* **EXTRACTED DATA**
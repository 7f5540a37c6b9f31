// Fan-out Task - Konsumiert Trigger und published über beide Transporte
//
// Einziger Besitzer beider Publisher; HTTP- und Button-Task erreichen
// sie nur über den Request-Channel bzw. das Gate. Der select-Loop
// pollt den Request-Channel vor dem Gate, damit zustands-spezifische
// Button-Meldungen vor der generischen "Button pressed"-Meldung
// rausgehen.

use defmt::{error, info, warn};
use embassy_futures::select::{Either, select};
use esp_hal::Blocking;
use esp_hal::spi::master::Spi;

use publisher_core::{
    BUTTON_EVENT_MESSAGE, BrokerPublisher, Fanout, FanoutReport, Message, RadioPublisher,
};

use crate::hal::Sx127x;
use crate::tasks::broker::BrokerHandle;
use crate::{NotifyGate, PublishRequestReceiver};

type Radio = Sx127x<Spi<'static, Blocking>>;

/// Fan-out Task - läuft parallel zu anderen Tasks
///
/// Initialisiert das Funkmodul und bedient dann beide Trigger-Quellen:
/// - Publish-Requests von HTTP und Button (zustands-spezifische Texte)
/// - das Gate für die generische Button-Notification
#[embassy_executor::task]
pub async fn fanout_task(
    mut radio: Radio,
    broker: BrokerHandle,
    requests: PublishRequestReceiver,
    gate: &'static NotifyGate,
) {
    info!("Fanout: Task started");

    // Ein kaputtes Funkmodul hält den Rest nicht auf: Sends schlagen
    // dann einzeln fehl und werden pro Durchlauf gemeldet
    if let Err(e) = radio.init().await {
        error!("LoRa: Init failed: {}, transmissions will fail", e);
    }

    let mut fanout = Fanout::new(RadioPublisher::new(radio), BrokerPublisher::new(broker));

    loop {
        let report = match select(requests.receive(), gate.wait_and_consume()).await {
            Either::First(request) => {
                info!("Fanout: Dispatching '{}'", request.message.as_str());
                fanout.dispatch(&request).await
            }
            Either::Second(()) => {
                info!("Fanout: Button event, publishing '{}'", BUTTON_EVENT_MESSAGE);
                fanout.publish_all(&Message::new(BUTTON_EVENT_MESSAGE)).await
            }
        };

        log_report(&fanout, &report);
    }
}

fn log_report(
    fanout: &Fanout<RadioPublisher<Radio>, BrokerPublisher<BrokerHandle>>,
    report: &FanoutReport,
) {
    if let Err(e) = report.radio {
        warn!("Fanout: {} publish failed: {}", fanout.radio_name(), e);
    }
    if let Err(e) = report.broker {
        warn!("Fanout: {} publish failed: {}", fanout.broker_name(), e);
    }
    if report.all_ok() {
        info!("Fanout: Published to all transports");
    }
}
// Library-Root: Wiederverwendbare Logik und Module
// Keine Standard-Bibliothek (Embedded System)
#![no_std]

// Module
pub mod config;
pub mod hal;
pub mod tasks;
pub mod web;

// Re-exports von publisher-core
pub use publisher_core::{
    BUTTON_EVENT_MESSAGE, BrokerLink, BrokerPublisher, ButtonDebounce, DeviceState, Fanout,
    FanoutReport, MESSAGE_CAPACITY, Message, PublishRequest, PublishTarget, RadioLink,
    RadioPublisher, Reply, Route, SignalGate, TransportError, TransportPublisher, apply_route,
};

// Embassy Channel-Typen
use embassy_sync::blocking_mutex::raw::NoopRawMutex;
use embassy_sync::channel::{Channel, Receiver, Sender};

// ============================================================================
// Type-Aliase für Channel-Typen
// ============================================================================
//
// Diese Type-Aliase vereinfachen die Lesbarkeit der Funktionssignaturen.
// Statt:  Sender<'static, NoopRawMutex, PublishRequest, 4>
// Nutze:  PublishRequestSender

/// Gate für Button-Events (ein Slot, verschmilzt Bursts zu einem Event)
/// NoopRawMutex reicht: alle Tasks laufen auf demselben Executor
pub type NotifyGate = SignalGate<NoopRawMutex>;

/// Channel für Publish-Requests (HTTP/Button → Fan-out Task)
/// - 4: Nachrichten-Kapazität (kurze Bursts puffern, dann Backpressure)
pub type PublishRequestChannel = Channel<NoopRawMutex, PublishRequest, 4>;

/// Sender für Publish-Requests (HTTP/Button → Fan-out Task)
pub type PublishRequestSender = Sender<'static, NoopRawMutex, PublishRequest, 4>;

/// Receiver für Publish-Requests (Fan-out Task empfängt)
pub type PublishRequestReceiver = Receiver<'static, NoopRawMutex, PublishRequest, 4>;

// ============================================================================
// Broker-Session Rendezvous
// ============================================================================
//
// Der rust-mqtt Client borrowt seine Buffer und den TcpSocket für die
// Lebensdauer einer Session. Deshalb lebt der Client exklusiv im
// Broker-Session-Task; der Fan-out Task spricht ihn über ein
// Op/Outcome-Channel-Paar an (genau ein Outcome pro Op).

/// Operation an die Broker-Session
pub enum BrokerOp {
    /// Publish einer Notification auf das konfigurierte Topic
    Publish(heapless::Vec<u8, MESSAGE_CAPACITY>),
    /// Session abreißen und neu verbinden
    Reconnect,
}

/// Ergebnis einer BrokerOp
pub type BrokerOutcome = Result<(), TransportError>;

/// Channel für Broker-Operationen (Fan-out → Session Task)
/// - 1: Rendezvous, der Fan-out wartet ohnehin auf das Outcome
pub type BrokerOpChannel = Channel<NoopRawMutex, BrokerOp, 1>;

/// Sender für Broker-Operationen
pub type BrokerOpSender = Sender<'static, NoopRawMutex, BrokerOp, 1>;

/// Receiver für Broker-Operationen (Session Task empfängt)
pub type BrokerOpReceiver = Receiver<'static, NoopRawMutex, BrokerOp, 1>;

/// Channel für Broker-Ergebnisse (Session Task → Fan-out)
pub type BrokerOutcomeChannel = Channel<NoopRawMutex, BrokerOutcome, 1>;

/// Sender für Broker-Ergebnisse
pub type BrokerOutcomeSender = Sender<'static, NoopRawMutex, BrokerOutcome, 1>;

/// Receiver für Broker-Ergebnisse (Fan-out wartet hierauf)
pub type BrokerOutcomeReceiver = Receiver<'static, NoopRawMutex, BrokerOutcome, 1>;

* **DIRECTIONS FOR THIS TASK**
Scan the data above and report each line in which "Rendezvous" is present.

* **ANSWER TO THIS TASK**
// Broker-Session Rendezvous
/// - 1: Rendezvous, der Fan-out wartet ohnehin auf das Outcome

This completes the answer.